Gesundheitswesen
Steuerberater für MVZ
Rechtsform, Struktur, Einbringung: Wir stellen die steuerlichen Weichen Ihres MVZ, bevor der Zug fährt. Beim MVZ fällt die wichtigste Steuerentscheidung vor dem ersten Patienten: GmbH oder ärztliche Personengesellschaft. Wir beraten Gründer, Praxisinhaber und Träger bei genau dieser Weiche, mit durchgerechneten Szenarien statt Rechtsform-Bauchgefühl, begleiten die Einbringung bestehender Praxen zu Buchwerten und halten in laufenden Strukturen die Leistungsströme zwischen den Einheiten umsatzsteuerlich sauber.

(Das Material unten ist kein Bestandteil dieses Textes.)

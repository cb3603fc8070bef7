//! Application identity for the two artifact kinds.

use super::{AppIdentity, ProgressReporter};
use crate::apk::read_apk_metadata;
use crate::config::{ArtifactKind, PublishConfig};
use crate::error::{ArtifactError, Result};

/// Work out name and package for the configured artifact.
///
/// APKs are read locally and `-name` overrides the manifest label. App bundles
/// take both values from the configuration; the name defaults to the package.
pub fn resolve_identity(
    config: &PublishConfig,
    reporter: &dyn ProgressReporter,
) -> Result<AppIdentity> {
    match config.kind {
        ArtifactKind::Apk => {
            reporter.step("Loading APK file information...");
            let meta = read_apk_metadata(&config.artifact_path)?;

            reporter.detail(&format!("Application Name: {}", meta.name));
            reporter.detail(&format!("Application Id: {}", meta.package_name));
            reporter.detail(&format!("Application Version Code: {}", meta.version_code));
            reporter.detail(&format!(
                "Application Version Name: {}",
                meta.version_name.as_deref().unwrap_or("-")
            ));

            if let Some(given) = config.package_name.as_deref()
                && given != meta.package_name
            {
                reporter.warn(&format!(
                    "Ignoring -packageName {given}; the APK declares {}",
                    meta.package_name
                ));
            }

            Ok(AppIdentity {
                name: config.app_name.clone().unwrap_or(meta.name),
                package_name: meta.package_name,
                version_code: Some(meta.version_code),
                version_name: meta.version_name,
            })
        }
        ArtifactKind::Aab => {
            reporter.step("Loading file information...");
            let package_name = config.package_name.clone().ok_or_else(|| {
                ArtifactError::MissingPackageName {
                    path: config.artifact_path.clone(),
                }
            })?;
            let name = config
                .app_name
                .clone()
                .unwrap_or_else(|| package_name.clone());

            reporter.detail(&format!("Application Name: {name}"));
            reporter.detail(&format!("Package Name: {package_name}"));

            Ok(AppIdentity {
                name,
                package_name,
                version_code: None,
                version_name: None,
            })
        }
    }
}
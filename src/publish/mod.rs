//! The publish workflow: one edit, one upload, one track update, one commit.
//!
//! Any failure after the edit exists deletes the edit before the error is returned.

mod edit;
mod identity;
mod notes;
mod reporter;

pub use edit::EditSession;
pub use identity::resolve_identity;
pub use notes::build_release_notes;
pub use reporter::{LogReporter, ProgressReporter};

use crate::config::ArtifactKind;
use crate::error::{ApiError, PublishError};
use crate::play::{EditsApi, LocalizedText, Track, TrackRelease, UploadedArtifact};
use sha2::{Digest, Sha256};
use std::io::Read;
use std::path::{Path, PathBuf};

/// Identity of the app being published
#[derive(Debug, Clone, PartialEq, Eq)]
pub struct AppIdentity {
    /// Application name (client user agent, console output)
    pub name: String,
    /// Application id on Google Play
    pub package_name: String,
    /// Version code, when known before upload
    pub version_code: Option<u32>,
    /// Version name, when known before upload
    pub version_name: Option<String>,
}

/// Everything one publish operation needs
#[derive(Debug, Clone)]
pub struct ReleaseRequest {
    /// Application id
    pub package_name: String,
    /// Target track
    pub track: String,
    /// Binary kind
    pub kind: ArtifactKind,
    /// Binary location
    pub artifact_path: PathBuf,
    /// Zero or one localized notes
    pub release_notes: Vec<LocalizedText>,
}

/// Result of a committed publish
#[derive(Debug, Clone, PartialEq, Eq)]
pub struct PublishOutcome {
    /// Committed edit
    pub edit_id: String,
    /// Version code the backend assigned to the upload
    pub version_code: i64,
    /// Track the release went to
    pub track: String,
}

/// Runs the publish workflow against an [`EditsApi`]
pub struct Publisher<'a, A: EditsApi + ?Sized> {
    api: &'a A,
    reporter: &'a dyn ProgressReporter,
}

impl<'a, A: EditsApi + ?Sized> Publisher<'a, A> {
    /// Create a publisher reporting progress to `reporter`
    pub fn new(api: &'a A, reporter: &'a dyn ProgressReporter) -> Self {
        Self { api, reporter }
    }

    /// Open an edit, upload, update the track and commit.
    ///
    /// Every remote call is attempted once. After the edit exists, a failure
    /// triggers exactly one delete of that edit.
    pub async fn publish(&self, request: &ReleaseRequest) -> Result<PublishOutcome, PublishError> {
        self.reporter.step("Initialising new edit...");
        let mut edit = EditSession::open(self.api, &request.package_name).await?;
        self.reporter
            .success(&format!("Edit created. Id: {}", edit.id()));

        match self.run_steps(&mut edit, request).await {
            Ok(uploaded) => {
                let outcome = PublishOutcome {
                    edit_id: edit.id().to_string(),
                    version_code: uploaded.version_code,
                    track: request.track.clone(),
                };
                self.reporter.success(&format!(
                    "Success. Committed edit id: {}",
                    outcome.edit_id
                ));
                Ok(outcome)
            }
            Err(cause) => {
                self.reporter
                    .warn("Operation failed due to an error! Deleting edit...");
                Err(edit.abort(cause).await)
            }
        }
    }

    async fn run_steps(
        &self,
        edit: &mut EditSession<'a, A>,
        request: &ReleaseRequest,
    ) -> Result<UploadedArtifact, ApiError> {
        self.reporter
            .step(&format!("Uploading {} file...", request.kind.label()));
        let uploaded = self
            .api
            .upload_artifact(
                edit.package_name(),
                edit.id(),
                request.kind,
                &request.artifact_path,
            )
            .await?;
        self.reporter.success(&format!(
            "File uploaded. Version Code: {}",
            uploaded.version_code
        ));
        self.verify_digest(&request.artifact_path, uploaded.sha256.as_deref())
            .await;

        self.reporter.step(&format!(
            "On track: {}. Creating a release...",
            request.track
        ));
        let track = Track {
            track: request.track.clone(),
            releases: vec![TrackRelease::completed(
                uploaded.version_code,
                request.release_notes.clone(),
            )],
        };
        self.api
            .update_track(edit.package_name(), edit.id(), &track)
            .await?;
        self.reporter
            .success(&format!("Release created on track: {}", request.track));

        self.reporter.step("Committing edit...");
        edit.commit().await?;

        Ok(uploaded)
    }

    /// Warn when the backend's digest differs from the local file
    async fn verify_digest(&self, path: &Path, remote: Option<&str>) {
        let Some(remote) = remote else {
            return;
        };

        match file_sha256(path.to_path_buf()).await {
            Ok(local) if local.eq_ignore_ascii_case(remote) => {
                log::debug!("Upload digest verified: {local}");
            }
            Ok(local) => self.reporter.warn(&format!(
                "Uploaded SHA-256 {remote} does not match local file {local}"
            )),
            Err(e) => log::warn!("Could not hash {}: {e}", path.display()),
        }
    }
}

/// Hex SHA-256 of a file, hashed off the async runtime
pub async fn file_sha256(path: PathBuf) -> std::io::Result<String> {
    tokio::task::spawn_blocking(move || {
        let mut file = std::fs::File::open(&path)?;
        let mut hasher = Sha256::new();
        let mut buffer = vec![0u8; 64 * 1024];
        loop {
            let read = file.read(&mut buffer)?;
            if read == 0 {
                break;
            }
            hasher.update(&buffer[..read]);
        }
        Ok(hex::encode(hasher.finalize()))
    })
    .await
    .map_err(std::io::Error::other)?
}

Schwerpunkte für MVZ & Gesundheitsorganisationen
- Rechtsform entscheidet: MVZ-GmbH mit Körperschaft- und Gewerbesteuer kraft Rechtsform; ärztliche Personengesellschaft mit freiberuflichen Einkünften
- Umsatzsteuer: Heilbehandlungen bleiben rechtsformneutral steuerfrei; Besonderheiten für Zentren in der vertragsärztlichen Versorgung
- Freiberuflichkeit der Gesellschafter sichern: persönliche Qualifikation, Mitunternehmerstellung und ärztliche Prägung
- Umstrukturierung: Einbringung der Einzelpraxis in die MVZ-GmbH zu Buchwerten (§ 20 UmwStG)

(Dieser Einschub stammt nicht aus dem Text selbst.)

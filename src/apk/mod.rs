//! APK metadata discovery.
//!
//! Reads the compiled `AndroidManifest.xml` out of the package and resolves the
//! application label through `resources.arsc` when it is a resource reference.

mod arsc;
mod axml;
mod chunk;

pub use arsc::ResourceTable;
pub use axml::{XmlAttribute, XmlDocument, XmlElement};
pub use chunk::ResValue;

use crate::error::MetadataError;
use std::io::Read;
use std::path::Path;

const MANIFEST_ENTRY: &str = "AndroidManifest.xml";
const RESOURCES_ENTRY: &str = "resources.arsc";

/// Framework attribute ids (`android.R.attr`)
const ATTR_LABEL: u32 = 0x0101_0001;
const ATTR_VERSION_CODE: u32 = 0x0101_021b;
const ATTR_VERSION_NAME: u32 = 0x0101_021c;

/// Identity of an Android package as declared in its manifest
#[derive(Debug, Clone, PartialEq, Eq)]
pub struct ApkMetadata {
    /// Application label, or the package name when no label resolves
    pub name: String,
    /// Application id
    pub package_name: String,
    /// Integer version code
    pub version_code: u32,
    /// Display version, if declared
    pub version_name: Option<String>,
}

/// Read package metadata from an APK on disk
pub fn read_apk_metadata(path: &Path) -> Result<ApkMetadata, MetadataError> {
    let archive_error = |reason: String| MetadataError::Archive {
        path: path.to_path_buf(),
        reason,
    };

    let file = std::fs::File::open(path).map_err(|e| archive_error(e.to_string()))?;
    let mut archive = zip::ZipArchive::new(file).map_err(|e| archive_error(e.to_string()))?;

    let manifest = read_entry(&mut archive, MANIFEST_ENTRY)?.ok_or_else(|| {
        MetadataError::MissingEntry {
            entry: MANIFEST_ENTRY.to_string(),
        }
    })?;
    let resources = read_entry(&mut archive, RESOURCES_ENTRY)?;

    let document = XmlDocument::parse(&manifest)?;
    let table = match resources {
        Some(data) => Some(ResourceTable::parse(&data)?),
        None => None,
    };

    metadata_from_manifest(&document, table.as_ref())
}

fn read_entry<R: std::io::Read + std::io::Seek>(
    archive: &mut zip::ZipArchive<R>,
    name: &str,
) -> Result<Option<Vec<u8>>, MetadataError> {
    let mut entry = match archive.by_name(name) {
        Ok(entry) => entry,
        Err(zip::result::ZipError::FileNotFound) => return Ok(None),
        Err(e) => {
            return Err(MetadataError::Malformed {
                what: "APK archive",
                reason: format!("{name}: {e}"),
            });
        }
    };

    let mut data = Vec::with_capacity(entry.size() as usize);
    entry
        .read_to_end(&mut data)
        .map_err(|e| MetadataError::Malformed {
            what: "APK archive",
            reason: format!("{name}: {e}"),
        })?;
    Ok(Some(data))
}

/// Extract the identity from a parsed manifest
pub fn metadata_from_manifest(
    document: &XmlDocument,
    resources: Option<&ResourceTable>,
) -> Result<ApkMetadata, MetadataError> {
    let manifest = document
        .root()
        .filter(|e| e.name == "manifest")
        .ok_or_else(|| MetadataError::Malformed {
            what: "binary XML",
            reason: "root element is not <manifest>".to_string(),
        })?;

    let package_name = match manifest.attribute("package", None) {
        Some(ResValue::String(s)) if !s.is_empty() => s.clone(),
        _ => return Err(MetadataError::MissingAttribute { attribute: "package" }),
    };

    let version_code = match manifest.attribute("versionCode", Some(ATTR_VERSION_CODE)) {
        Some(ResValue::Int(v)) => *v,
        Some(ResValue::String(s)) => s.trim().parse().map_err(|_| MetadataError::Malformed {
            what: "binary XML",
            reason: format!("versionCode '{s}' is not an integer"),
        })?,
        _ => {
            return Err(MetadataError::MissingAttribute {
                attribute: "versionCode",
            });
        }
    };

    let version_name = manifest
        .attribute("versionName", Some(ATTR_VERSION_NAME))
        .map(|value| resolve_text(value, resources))
        .filter(|s| !s.is_empty());

    let name = document
        .find("application", 1)
        .and_then(|app| app.attribute("label", Some(ATTR_LABEL)))
        .and_then(|value| match value {
            ResValue::Reference(id) => resources.and_then(|r| r.resolve_string(*id)),
            ResValue::String(s) => Some(s.clone()),
            _ => None,
        })
        .filter(|s| !s.is_empty())
        .unwrap_or_else(|| {
            log::debug!("No resolvable application label, using package name");
            package_name.clone()
        });

    Ok(ApkMetadata {
        name,
        package_name,
        version_code,
        version_name,
    })
}

fn resolve_text(value: &ResValue, resources: Option<&ResourceTable>) -> String {
    match value {
        ResValue::Reference(id) => resources
            .and_then(|r| r.resolve_string(*id))
            .unwrap_or_else(|| value.as_text()),
        other => other.as_text(),
    }
}

#[cfg(test)]
mod tests {
    use super::axml::tests::ManifestWriter;
    use super::*;
    use std::io::Write;

    fn manifest(label: Option<(u8, u32)>, with_code: bool) -> Vec<u8> {
        let mut w = ManifestWriter::new(&[
            ("versionCode", ATTR_VERSION_CODE),
            ("versionName", ATTR_VERSION_NAME),
            ("label", ATTR_LABEL),
        ]);
        let pkg = w.string("com.example.demo");
        let version = w.string("1.4.2");

        let mut attrs = vec![("versionName", 0x03, version), ("package", 0x03, pkg)];
        if with_code {
            attrs.insert(0, ("versionCode", 0x10, 1042));
        }
        w.start("manifest", &attrs);
        w.start("uses-sdk", &[]);
        w.end();
        match label {
            Some((data_type, data)) => w.start("application", &[("label", data_type, data)]),
            None => w.start("application", &[]),
        }
        w.end();
        w.end();
        w.finish()
    }

    fn write_apk(entries: &[(&str, Vec<u8>)]) -> tempfile::NamedTempFile {
        let file = tempfile::Builder::new()
            .suffix(".apk")
            .tempfile()
            .expect("temp apk");
        let mut zip = zip::ZipWriter::new(file.reopen().expect("reopen"));
        for (name, data) in entries {
            zip.start_file(*name, zip::write::SimpleFileOptions::default())
                .expect("start entry");
            zip.write_all(data).expect("write entry");
        }
        zip.finish().expect("finish zip");
        file
    }

    #[test]
    fn reads_identity_with_resource_label() {
        let resources = arsc::tests::table(&["Demo"], &[([0, 0], vec![(0, 0)])]);
        let apk = write_apk(&[
            (MANIFEST_ENTRY, manifest(Some((0x01, 0x7f02_0000)), true)),
            (RESOURCES_ENTRY, resources),
        ]);

        let meta = read_apk_metadata(apk.path()).expect("reads apk");
        assert_eq!(
            meta,
            ApkMetadata {
                name: "Demo".to_string(),
                package_name: "com.example.demo".to_string(),
                version_code: 1042,
                version_name: Some("1.4.2".to_string()),
            }
        );
    }

    #[test]
    fn unresolvable_label_falls_back_to_package() {
        let apk = write_apk(&[(MANIFEST_ENTRY, manifest(Some((0x01, 0x7f02_0009)), true))]);
        let meta = read_apk_metadata(apk.path()).expect("reads apk");
        assert_eq!(meta.name, "com.example.demo");
    }

    #[test]
    fn missing_version_code_is_reported() {
        let apk = write_apk(&[(MANIFEST_ENTRY, manifest(None, false))]);
        let err = read_apk_metadata(apk.path()).expect_err("no version code");
        assert!(matches!(
            err,
            MetadataError::MissingAttribute {
                attribute: "versionCode"
            }
        ));
    }

    #[test]
    fn missing_manifest_is_reported() {
        let apk = write_apk(&[("classes.dex", vec![0u8; 8])]);
        let err = read_apk_metadata(apk.path()).expect_err("no manifest");
        assert!(matches!(err, MetadataError::MissingEntry { .. }));
    }

    #[test]
    fn non_zip_file_is_archive_error() {
        let mut file = tempfile::NamedTempFile::new().expect("temp file");
        file.write_all(b"definitely not a zip").expect("write");
        let err = read_apk_metadata(file.path()).expect_err("not a zip");
        assert!(matches!(err, MetadataError::Archive { .. }));
    }
}
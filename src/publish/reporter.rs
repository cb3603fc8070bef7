//! Progress reporting for the publish workflow.

/// Receives human readable progress events
pub trait ProgressReporter {
    /// A step is starting
    fn step(&self, message: &str);
    /// Supplementary detail about the current step
    fn detail(&self, message: &str);
    /// A step finished
    fn success(&self, message: &str);
    /// Something went wrong but the workflow continues
    fn warn(&self, message: &str);
}

/// Reporter that only writes to the `log` facade
#[derive(Debug, Clone, Copy, Default)]
pub struct LogReporter;

impl ProgressReporter for LogReporter {
    fn step(&self, message: &str) {
        log::info!("{message}");
    }

    fn detail(&self, message: &str) {
        log::info!("  {message}");
    }

    fn success(&self, message: &str) {
        log::info!("{message}");
    }

    fn warn(&self, message: &str) {
        log::warn!("{message}");
    }
}
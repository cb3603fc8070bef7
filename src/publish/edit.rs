//! Edit session guard.
//!
//! An edit is acquired by [`EditSession::open`] and must end in [`EditSession::commit`]
//! or [`EditSession::abort`]. Dropping a session that reached neither logs a warning,
//! since the backend keeps the pending edit until it expires.

use crate::error::{ApiError, PublishError};
use crate::play::{AppEdit, EditsApi};

/// In-progress edit on the publishing backend
pub struct EditSession<'a, A: EditsApi + ?Sized> {
    api: &'a A,
    package_name: String,
    id: String,
    resolved: bool,
}

impl<'a, A: EditsApi + ?Sized> EditSession<'a, A> {
    /// Create a new edit; failure leaves nothing to clean up
    pub async fn open(api: &'a A, package_name: &str) -> Result<Self, PublishError> {
        let edit = api
            .insert_edit(package_name)
            .await
            .map_err(PublishError::EditCreation)?;

        log::info!("Opened edit {} for {}", edit.id, package_name);
        Ok(Self {
            api,
            package_name: package_name.to_string(),
            id: edit.id,
            resolved: false,
        })
    }

    /// Backend edit id
    pub fn id(&self) -> &str {
        &self.id
    }

    /// Package the edit belongs to
    pub fn package_name(&self) -> &str {
        &self.package_name
    }

    /// Commit the edit. On error the session stays open and must be aborted.
    pub async fn commit(&mut self) -> Result<AppEdit, ApiError> {
        let committed = self.api.commit_edit(&self.package_name, &self.id).await?;
        self.resolved = true;
        log::info!("Committed edit {}", self.id);
        Ok(committed)
    }

    /// Delete the edit after `cause` and fold any delete failure into the error
    pub async fn abort(mut self, cause: ApiError) -> PublishError {
        self.resolved = true;
        log::warn!("Deleting edit {} after failure: {}", self.id, cause);

        let cleanup = match self.api.delete_edit(&self.package_name, &self.id).await {
            Ok(()) => None,
            Err(err) => {
                log::error!("Failed to delete edit {}: {}", self.id, err);
                Some(err)
            }
        };

        PublishError::Aborted {
            edit_id: std::mem::take(&mut self.id),
            cause,
            cleanup,
        }
    }
}

impl<A: EditsApi + ?Sized> Drop for EditSession<'_, A> {
    fn drop(&mut self) {
        if !self.resolved {
            log::warn!(
                "Edit {} for {} was neither committed nor deleted; it stays pending until it expires",
                self.id,
                self.package_name
            );
        }
    }
}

- Standorte, Beteiligungen und Reporting: klare Zahlen für Träger und Gesellschafter
Die Rechtsform ist die erste Steuerentscheidung
Beim MVZ fällt die wichtigste Steuerentscheidung vor dem ersten Patienten: mit der Rechtsform. Die MVZ-GmbH zahlt Körperschaft- und Gewerbesteuer kraft Rechtsform; daran ändert auch rein ärztliche Tätigkeit nichts. Dafür bietet sie Haftungsrahmen, klare Governance und Thesaurierungsmöglichkeiten. Die ärztliche Personengesellschaft kann dagegen freiberuflich und gewerbesteuerfrei bleiben, aber nur, solange ausnahmslos qualifizierte Ärztinnen und Ärzte als echte Mitunternehmer beteiligt sind und die Behandlungen fachlich prägen. Ein einziger nur kapitalmäßig beteiligter Gesellschafter, eine Kapitalgesellschaft im Gesellschafterkreis oder relevante gewerbliche Nebenumsätze kippen die gesamte Struktur. Wir rechnen beide Wege mit Ihren realen Zahlen durch (Steuerlast, Ausschüttungsverhalten, Wachstumsplan), statt Rechtsformglauben zu predigen.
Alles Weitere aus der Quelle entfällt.